= ABOUT THIS TASK =
For the entries below, how many lines contain the word "flushed"? Reply with the number and nothing else.

= Dataset entries =
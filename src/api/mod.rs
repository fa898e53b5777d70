//! HTTP API module
//!
//! Exposes the log sink to other services: tail queries, forced flushes and
//! a liveness probe.

pub mod server;

pub use server::{router, start, ServerHandle};

use serde::{Deserialize, Serialize};

/// Body of `GET /logs/last/:count`
#[derive(Debug, Clone, Serialize, Deserialize, PartialEq, Eq)]
pub struct LastLogsResponse {
    pub logs: Vec<String>,
}

/// Body of plain status replies (`/echo`, `/logs/flush`)
#[derive(Debug, Clone, Serialize, Deserialize, PartialEq, Eq)]
pub struct MessageResponse {
    pub message: String,
    /// Lines written by a flush
    #[serde(default, skip_serializing_if = "Option::is_none")]
    pub written: Option<usize>,
}

impl MessageResponse {
    pub fn new(message: impl Into<String>) -> Self {
        Self {
            message: message.into(),
            written: None,
        }
    }
}

/// Body of a failed request
#[derive(Debug, Clone, Serialize, Deserialize, PartialEq, Eq)]
pub struct ErrorResponse {
    pub error: String,
}

#[cfg(test)]
mod tests {
    use super::*;

    #[test]
    fn test_message_response_omits_written() {
        let json = serde_json::to_string(&MessageResponse::new("Service is up")).unwrap();
        assert_eq!(json, r#"{"message":"Service is up"}"#);
    }

    #[test]
    fn test_message_response_with_written() {
        let response = MessageResponse {
            message: "Logs flushed".to_string(),
            written: Some(3),
        };
        let json = serde_json::to_string(&response).unwrap();
        assert_eq!(json, r#"{"message":"Logs flushed","written":3}"#);
    }

    #[test]
    fn test_last_logs_parsing() {
        let parsed: LastLogsResponse = serde_json::from_str(r#"{"logs":["a","b"]}"#).unwrap();
        assert_eq!(parsed.logs, vec!["a", "b"]);
    }
}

= SOLVED EXERCISE =
2